WORK INSTRUCTION – Search the records for lines that contain the word "created". Copy them all.

[Saved entries]

════════

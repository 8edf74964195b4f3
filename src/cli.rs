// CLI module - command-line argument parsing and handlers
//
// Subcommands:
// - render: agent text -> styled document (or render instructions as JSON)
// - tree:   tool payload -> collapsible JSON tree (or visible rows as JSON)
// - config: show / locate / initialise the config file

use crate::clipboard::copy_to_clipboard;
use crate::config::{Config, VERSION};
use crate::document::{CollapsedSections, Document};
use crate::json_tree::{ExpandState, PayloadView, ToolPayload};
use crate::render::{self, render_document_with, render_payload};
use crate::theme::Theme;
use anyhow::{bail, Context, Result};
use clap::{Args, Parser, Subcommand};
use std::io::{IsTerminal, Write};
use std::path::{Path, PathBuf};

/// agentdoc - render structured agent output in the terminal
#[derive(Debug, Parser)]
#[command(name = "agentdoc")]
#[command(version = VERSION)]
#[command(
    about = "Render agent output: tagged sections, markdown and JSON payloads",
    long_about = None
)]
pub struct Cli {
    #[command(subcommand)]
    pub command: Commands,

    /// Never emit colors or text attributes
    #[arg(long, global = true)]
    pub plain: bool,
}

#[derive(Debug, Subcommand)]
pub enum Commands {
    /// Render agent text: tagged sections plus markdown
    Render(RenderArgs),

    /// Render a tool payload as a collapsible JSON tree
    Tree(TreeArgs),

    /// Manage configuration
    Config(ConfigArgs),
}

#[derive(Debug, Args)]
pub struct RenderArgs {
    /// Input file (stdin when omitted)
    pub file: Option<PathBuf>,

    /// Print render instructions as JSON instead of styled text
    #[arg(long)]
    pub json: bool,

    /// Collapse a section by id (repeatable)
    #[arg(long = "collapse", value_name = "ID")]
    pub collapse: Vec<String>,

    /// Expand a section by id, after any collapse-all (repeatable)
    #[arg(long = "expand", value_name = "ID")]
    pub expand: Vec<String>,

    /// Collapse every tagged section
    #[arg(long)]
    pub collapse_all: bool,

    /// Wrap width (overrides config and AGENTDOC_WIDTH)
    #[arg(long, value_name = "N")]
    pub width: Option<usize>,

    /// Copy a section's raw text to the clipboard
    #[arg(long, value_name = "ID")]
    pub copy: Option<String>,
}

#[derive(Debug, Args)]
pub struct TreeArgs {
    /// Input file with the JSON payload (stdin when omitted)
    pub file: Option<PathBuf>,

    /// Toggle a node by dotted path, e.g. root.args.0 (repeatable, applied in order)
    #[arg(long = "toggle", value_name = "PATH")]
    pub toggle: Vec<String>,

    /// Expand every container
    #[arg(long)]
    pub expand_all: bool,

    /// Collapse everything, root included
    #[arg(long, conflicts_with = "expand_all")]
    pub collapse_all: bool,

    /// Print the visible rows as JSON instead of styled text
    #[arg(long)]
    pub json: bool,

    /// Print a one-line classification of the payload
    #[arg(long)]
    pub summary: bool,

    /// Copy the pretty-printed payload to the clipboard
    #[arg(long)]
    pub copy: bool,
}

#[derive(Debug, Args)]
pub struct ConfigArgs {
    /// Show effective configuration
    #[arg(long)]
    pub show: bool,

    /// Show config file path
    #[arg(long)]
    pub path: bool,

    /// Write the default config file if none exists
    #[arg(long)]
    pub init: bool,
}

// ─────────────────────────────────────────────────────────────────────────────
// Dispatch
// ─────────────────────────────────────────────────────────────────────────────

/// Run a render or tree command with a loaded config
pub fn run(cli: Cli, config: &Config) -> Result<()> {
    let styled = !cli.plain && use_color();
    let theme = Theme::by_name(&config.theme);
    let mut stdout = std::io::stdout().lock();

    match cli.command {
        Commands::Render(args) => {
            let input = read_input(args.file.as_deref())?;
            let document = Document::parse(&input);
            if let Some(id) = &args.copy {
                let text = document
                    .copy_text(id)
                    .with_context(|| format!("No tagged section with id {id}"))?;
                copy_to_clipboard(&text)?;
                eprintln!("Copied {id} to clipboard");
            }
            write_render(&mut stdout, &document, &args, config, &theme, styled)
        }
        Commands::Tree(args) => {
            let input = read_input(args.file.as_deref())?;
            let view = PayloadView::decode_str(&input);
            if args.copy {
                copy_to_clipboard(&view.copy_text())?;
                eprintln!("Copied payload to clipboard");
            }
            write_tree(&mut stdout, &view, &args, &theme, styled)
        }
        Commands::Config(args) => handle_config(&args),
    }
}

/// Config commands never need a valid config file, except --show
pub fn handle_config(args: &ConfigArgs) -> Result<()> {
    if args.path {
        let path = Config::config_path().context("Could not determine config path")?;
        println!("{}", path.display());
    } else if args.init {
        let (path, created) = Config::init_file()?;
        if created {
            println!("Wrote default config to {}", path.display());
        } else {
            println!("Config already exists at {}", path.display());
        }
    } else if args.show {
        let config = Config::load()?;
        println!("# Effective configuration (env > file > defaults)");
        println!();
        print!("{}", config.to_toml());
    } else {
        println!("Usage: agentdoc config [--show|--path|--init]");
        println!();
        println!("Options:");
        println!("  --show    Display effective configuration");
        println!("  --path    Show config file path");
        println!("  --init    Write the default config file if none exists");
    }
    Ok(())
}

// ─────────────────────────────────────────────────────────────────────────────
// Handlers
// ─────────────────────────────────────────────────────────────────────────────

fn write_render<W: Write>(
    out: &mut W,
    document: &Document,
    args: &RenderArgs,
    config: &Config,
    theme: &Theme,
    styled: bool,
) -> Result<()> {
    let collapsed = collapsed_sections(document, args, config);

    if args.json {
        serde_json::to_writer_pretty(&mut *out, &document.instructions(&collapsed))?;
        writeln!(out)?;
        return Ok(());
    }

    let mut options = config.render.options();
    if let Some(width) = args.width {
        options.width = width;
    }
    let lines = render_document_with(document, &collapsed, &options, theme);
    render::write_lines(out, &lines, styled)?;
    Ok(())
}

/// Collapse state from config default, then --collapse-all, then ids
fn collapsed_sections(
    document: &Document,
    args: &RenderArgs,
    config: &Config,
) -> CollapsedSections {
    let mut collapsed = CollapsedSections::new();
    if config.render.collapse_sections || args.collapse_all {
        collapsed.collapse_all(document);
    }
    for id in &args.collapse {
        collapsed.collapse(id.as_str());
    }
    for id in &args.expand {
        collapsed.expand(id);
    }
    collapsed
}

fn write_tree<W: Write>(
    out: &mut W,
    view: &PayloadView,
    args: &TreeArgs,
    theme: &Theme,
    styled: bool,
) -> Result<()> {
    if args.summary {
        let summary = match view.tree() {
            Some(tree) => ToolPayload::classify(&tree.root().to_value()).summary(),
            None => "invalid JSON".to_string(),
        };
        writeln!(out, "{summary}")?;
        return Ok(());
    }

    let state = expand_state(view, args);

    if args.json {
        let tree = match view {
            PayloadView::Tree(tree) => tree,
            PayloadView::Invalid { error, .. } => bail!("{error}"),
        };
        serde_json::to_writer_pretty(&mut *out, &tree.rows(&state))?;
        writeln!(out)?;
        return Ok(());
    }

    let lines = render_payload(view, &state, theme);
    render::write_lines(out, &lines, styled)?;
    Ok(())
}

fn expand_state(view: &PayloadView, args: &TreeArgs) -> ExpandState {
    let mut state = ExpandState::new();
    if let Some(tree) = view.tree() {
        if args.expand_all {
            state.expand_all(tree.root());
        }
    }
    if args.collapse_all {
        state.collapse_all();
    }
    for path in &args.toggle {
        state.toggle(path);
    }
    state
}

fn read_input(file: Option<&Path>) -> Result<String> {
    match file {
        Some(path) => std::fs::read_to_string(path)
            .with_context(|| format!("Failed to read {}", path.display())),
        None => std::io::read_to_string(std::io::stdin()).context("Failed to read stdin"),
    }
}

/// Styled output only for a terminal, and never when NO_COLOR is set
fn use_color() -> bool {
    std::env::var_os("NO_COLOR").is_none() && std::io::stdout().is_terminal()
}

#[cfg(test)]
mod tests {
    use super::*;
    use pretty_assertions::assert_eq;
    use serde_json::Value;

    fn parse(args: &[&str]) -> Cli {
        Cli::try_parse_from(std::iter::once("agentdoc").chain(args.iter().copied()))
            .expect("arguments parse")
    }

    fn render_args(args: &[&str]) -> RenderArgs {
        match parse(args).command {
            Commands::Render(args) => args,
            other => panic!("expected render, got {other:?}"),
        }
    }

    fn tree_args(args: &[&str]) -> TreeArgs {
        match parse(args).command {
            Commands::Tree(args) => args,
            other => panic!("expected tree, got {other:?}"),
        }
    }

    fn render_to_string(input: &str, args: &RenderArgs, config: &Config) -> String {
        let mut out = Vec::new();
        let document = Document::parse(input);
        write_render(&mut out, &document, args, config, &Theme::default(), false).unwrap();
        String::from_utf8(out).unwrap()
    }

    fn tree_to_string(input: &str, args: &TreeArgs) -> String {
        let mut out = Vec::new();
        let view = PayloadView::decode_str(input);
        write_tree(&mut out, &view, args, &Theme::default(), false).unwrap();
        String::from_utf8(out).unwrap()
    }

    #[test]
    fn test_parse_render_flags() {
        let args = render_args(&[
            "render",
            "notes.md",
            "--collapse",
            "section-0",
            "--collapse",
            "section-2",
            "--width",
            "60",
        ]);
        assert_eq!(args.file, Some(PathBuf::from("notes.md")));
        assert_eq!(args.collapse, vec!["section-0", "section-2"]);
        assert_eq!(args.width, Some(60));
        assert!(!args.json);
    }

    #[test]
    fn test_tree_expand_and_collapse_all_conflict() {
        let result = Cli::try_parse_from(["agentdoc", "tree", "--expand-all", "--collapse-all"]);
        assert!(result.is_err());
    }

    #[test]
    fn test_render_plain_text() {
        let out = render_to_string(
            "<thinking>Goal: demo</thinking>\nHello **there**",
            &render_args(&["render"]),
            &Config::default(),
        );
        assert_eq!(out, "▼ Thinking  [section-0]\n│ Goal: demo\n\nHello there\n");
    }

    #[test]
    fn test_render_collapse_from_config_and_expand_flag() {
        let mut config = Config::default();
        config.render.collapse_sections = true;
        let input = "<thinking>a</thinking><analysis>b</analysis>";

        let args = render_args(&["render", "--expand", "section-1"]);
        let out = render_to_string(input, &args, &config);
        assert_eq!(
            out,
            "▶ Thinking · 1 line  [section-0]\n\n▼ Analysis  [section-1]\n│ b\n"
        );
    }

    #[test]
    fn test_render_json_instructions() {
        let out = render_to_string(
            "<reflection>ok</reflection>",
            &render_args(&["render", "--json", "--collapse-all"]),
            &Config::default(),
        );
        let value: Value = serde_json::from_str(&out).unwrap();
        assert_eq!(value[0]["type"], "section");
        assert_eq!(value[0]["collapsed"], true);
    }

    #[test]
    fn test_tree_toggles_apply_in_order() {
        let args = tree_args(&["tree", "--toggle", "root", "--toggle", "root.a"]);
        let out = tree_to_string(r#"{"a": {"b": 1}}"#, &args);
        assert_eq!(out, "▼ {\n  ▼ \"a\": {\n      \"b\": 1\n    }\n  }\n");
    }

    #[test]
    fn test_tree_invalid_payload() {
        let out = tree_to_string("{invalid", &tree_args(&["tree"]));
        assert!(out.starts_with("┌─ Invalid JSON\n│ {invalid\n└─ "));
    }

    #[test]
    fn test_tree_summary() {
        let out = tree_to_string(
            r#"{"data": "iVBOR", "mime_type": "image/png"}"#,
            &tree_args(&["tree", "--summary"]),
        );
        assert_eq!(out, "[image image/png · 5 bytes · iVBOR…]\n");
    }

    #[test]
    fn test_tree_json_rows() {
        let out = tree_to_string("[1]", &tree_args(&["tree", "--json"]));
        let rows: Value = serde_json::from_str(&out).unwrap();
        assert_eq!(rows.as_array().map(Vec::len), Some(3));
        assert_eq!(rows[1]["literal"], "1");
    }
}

════════

SOLVED EXERCISE –
        let (path, created) = Config::init_file()?;
        if created {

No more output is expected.